Another factor that can impact revenue multiples is profitability. Companies that are highly profitable may have higher revenue multiples because investors are willing to pay more for their shares. This is because highly profitable companies can generate more earnings per share, which can lead to higher stock prices and higher P/S ratios.

Finally, investor sentiment and market conditions can also impact revenue multiples. During periods of market optimism and high investor confidence, revenue multiples across all industries may be higher. Conversely, during times of market pessimism or economic downturns, revenue multiples may be lower as investors become more risk-averse.

Limitations of P/S Ratio

While the P/S ratio (or revenue multiple) is a useful metric for evaluating the valuation of a company, it also has some limitations. Here are some of the limitations of P/S ratio:

  1. Industry-specific: P/S ratio varies widely across different industries and sectors. Therefore, comparing P/S ratios of companies from different industries may not be meaningful. For example, technology companies typically have higher P/S ratios than companies in other industries.
  2. Does not consider profitability: P/S ratio only considers a company's revenue, but it does not take into account profitability. A company with a high P/S ratio but low profitability may not be a good investment.
  3. Does not consider debt: P/S ratio does not factor in a company's debt levels. A company with high debt levels may have a lower P/S ratio even if it has strong revenue growth potential.
  4. Does not account for future growth: P/S ratio is based on a company's current revenue, but it does not consider its future growth potential. A company with lower current revenue but strong growth prospects may have a higher P/S ratio than a company with higher current revenue but limited growth potential.

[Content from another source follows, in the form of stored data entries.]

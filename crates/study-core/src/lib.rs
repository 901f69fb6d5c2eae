pub mod config;
pub mod error;
pub mod paths;
pub mod topic;

pub use error::{Result, StudyError};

It's important to use P/S ratio in conjunction with other valuation metrics and to consider a range of factors when evaluating a company's valuation.

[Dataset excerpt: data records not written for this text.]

use crate::error::{Result, StudyError};
use crate::paths;
use crate::topic::DEFAULT_TOPICS;
use serde::{Deserialize, Serialize};
use std::path::{Path, PathBuf};

// ---------------------------------------------------------------------------
// ConfigWarning / WarnLevel
// ---------------------------------------------------------------------------

#[derive(Debug, Clone, Serialize, Deserialize)]
pub struct ConfigWarning {
    pub level: WarnLevel,
    pub message: String,
}

#[derive(Debug, Clone, PartialEq, Serialize, Deserialize)]
#[serde(rename_all = "snake_case")]
pub enum WarnLevel {
    Warning,
    Error,
}

// ---------------------------------------------------------------------------
// OllamaConfig
// ---------------------------------------------------------------------------

#[derive(Debug, Clone, Serialize, Deserialize, PartialEq)]
pub struct OllamaConfig {
    #[serde(default = "default_ollama_url")]
    pub url: String,
    /// Executable spawned as `{command} serve` when the daemon is absent.
    #[serde(default = "default_ollama_command")]
    pub command: String,
    #[serde(default = "default_true")]
    pub autostart: bool,
    #[serde(default = "default_ollama_timeout_ms")]
    pub timeout_ms: u64,
}

fn default_ollama_url() -> String {
    "http://127.0.0.1:11434".to_string()
}

fn default_ollama_command() -> String {
    "ollama".to_string()
}

fn default_ollama_timeout_ms() -> u64 {
    5_000
}

fn default_true() -> bool {
    true
}

impl Default for OllamaConfig {
    fn default() -> Self {
        Self {
            url: default_ollama_url(),
            command: default_ollama_command(),
            autostart: true,
            timeout_ms: default_ollama_timeout_ms(),
        }
    }
}

// ---------------------------------------------------------------------------
// WindowConfig
// ---------------------------------------------------------------------------

#[derive(Debug, Clone, Serialize, Deserialize, PartialEq)]
pub struct WindowConfig {
    #[serde(default = "default_window_title")]
    pub title: String,
    /// Enables the webview's developer tools.
    #[serde(default = "default_true")]
    pub debug: bool,
}

fn default_window_title() -> String {
    "Study Buddy".to_string()
}

impl Default for WindowConfig {
    fn default() -> Self {
        Self {
            title: default_window_title(),
            debug: true,
        }
    }
}

// ---------------------------------------------------------------------------
// Config
// ---------------------------------------------------------------------------

#[derive(Debug, Clone, Serialize, Deserialize, PartialEq)]
pub struct Config {
    #[serde(default = "default_data_dir")]
    pub data_dir: PathBuf,
    #[serde(default = "default_frontend_dir")]
    pub frontend_dir: PathBuf,
    #[serde(default = "default_bind_host")]
    pub bind_host: String,
    #[serde(default = "default_api_port")]
    pub api_port: u16,
    #[serde(default = "default_frontend_port")]
    pub frontend_port: u16,
    #[serde(default = "default_startup_timeout_ms")]
    pub startup_timeout_ms: u64,
    #[serde(default = "default_topics")]
    pub default_topics: Vec<String>,
    #[serde(default)]
    pub ollama: OllamaConfig,
    #[serde(default)]
    pub window: WindowConfig,
}

fn default_data_dir() -> PathBuf {
    PathBuf::from("data")
}

fn default_frontend_dir() -> PathBuf {
    PathBuf::from("frontend")
}

fn default_bind_host() -> String {
    "127.0.0.1".to_string()
}

fn default_api_port() -> u16 {
    8000
}

fn default_frontend_port() -> u16 {
    8080
}

fn default_startup_timeout_ms() -> u64 {
    10_000
}

fn default_topics() -> Vec<String> {
    DEFAULT_TOPICS.iter().map(|s| s.to_string()).collect()
}

impl Default for Config {
    fn default() -> Self {
        Self {
            data_dir: default_data_dir(),
            frontend_dir: default_frontend_dir(),
            bind_host: default_bind_host(),
            api_port: default_api_port(),
            frontend_port: default_frontend_port(),
            startup_timeout_ms: default_startup_timeout_ms(),
            default_topics: default_topics(),
            ollama: OllamaConfig::default(),
            window: WindowConfig::default(),
        }
    }
}

impl Config {
    /// Load `study-buddy.yaml` from `root`. A missing file yields defaults.
    pub fn load(root: &Path) -> Result<Self> {
        let path = paths::config_path(root);
        if !path.exists() {
            return Ok(Self::default());
        }
        let data = std::fs::read_to_string(&path)?;
        let cfg: Config = serde_yaml::from_str(&data)?;
        Ok(cfg)
    }

    pub fn data_dir(&self, root: &Path) -> PathBuf {
        paths::resolve_dir(root, &self.data_dir)
    }

    pub fn frontend_dir(&self, root: &Path) -> PathBuf {
        paths::resolve_dir(root, &self.frontend_dir)
    }

    // -----------------------------------------------------------------------
    // Validation
    // -----------------------------------------------------------------------

    pub fn validate(&self) -> Vec<ConfigWarning> {
        let mut warnings = Vec::new();

        if self.api_port != 0 && self.api_port == self.frontend_port {
            warnings.push(ConfigWarning {
                level: WarnLevel::Error,
                message: format!(
                    "api_port and frontend_port are both {}; they must differ",
                    self.api_port
                ),
            });
        }

        for name in &self.default_topics {
            if paths::validate_topic_name(name).is_err() {
                warnings.push(ConfigWarning {
                    level: WarnLevel::Error,
                    message: format!("default topic '{name}' is not a valid topic name"),
                });
            }
        }

        if self.default_topics.is_empty() {
            warnings.push(ConfigWarning {
                level: WarnLevel::Warning,
                message: "default_topics is empty; a fresh store will have no topics".into(),
            });
        }

        if !self.ollama.url.starts_with("http://") && !self.ollama.url.starts_with("https://") {
            warnings.push(ConfigWarning {
                level: WarnLevel::Error,
                message: format!("ollama.url '{}' must be an http(s) URL", self.ollama.url),
            });
        }

        if self.ollama.command.trim().is_empty() {
            warnings.push(ConfigWarning {
                level: WarnLevel::Warning,
                message: "ollama.command is empty; the daemon cannot be auto-started".into(),
            });
        }

        if self.startup_timeout_ms == 0 {
            warnings.push(ConfigWarning {
                level: WarnLevel::Warning,
                message: "startup_timeout_ms=0 gives the servers no time to become ready".into(),
            });
        }

        warnings
    }

    /// Fail with the first error-level warning, if any.
    pub fn check(&self) -> Result<()> {
        match self
            .validate()
            .into_iter()
            .find(|w| w.level == WarnLevel::Error)
        {
            Some(w) => Err(StudyError::Config(w.message)),
            None => Ok(()),
        }
    }
}

// ---------------------------------------------------------------------------
// Tests
// ---------------------------------------------------------------------------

Comparison to Other Valuation Metrics

P/S ratio is just one of several valuation metrics used by investors and analysts. Other metrics, such as P/E ratio and discounted cash flow analysis, can provide a more comprehensive view of a company's valuation. However, P/S ratio is useful for identifying companies with high revenue growth potential and for comparing companies with different capital structures.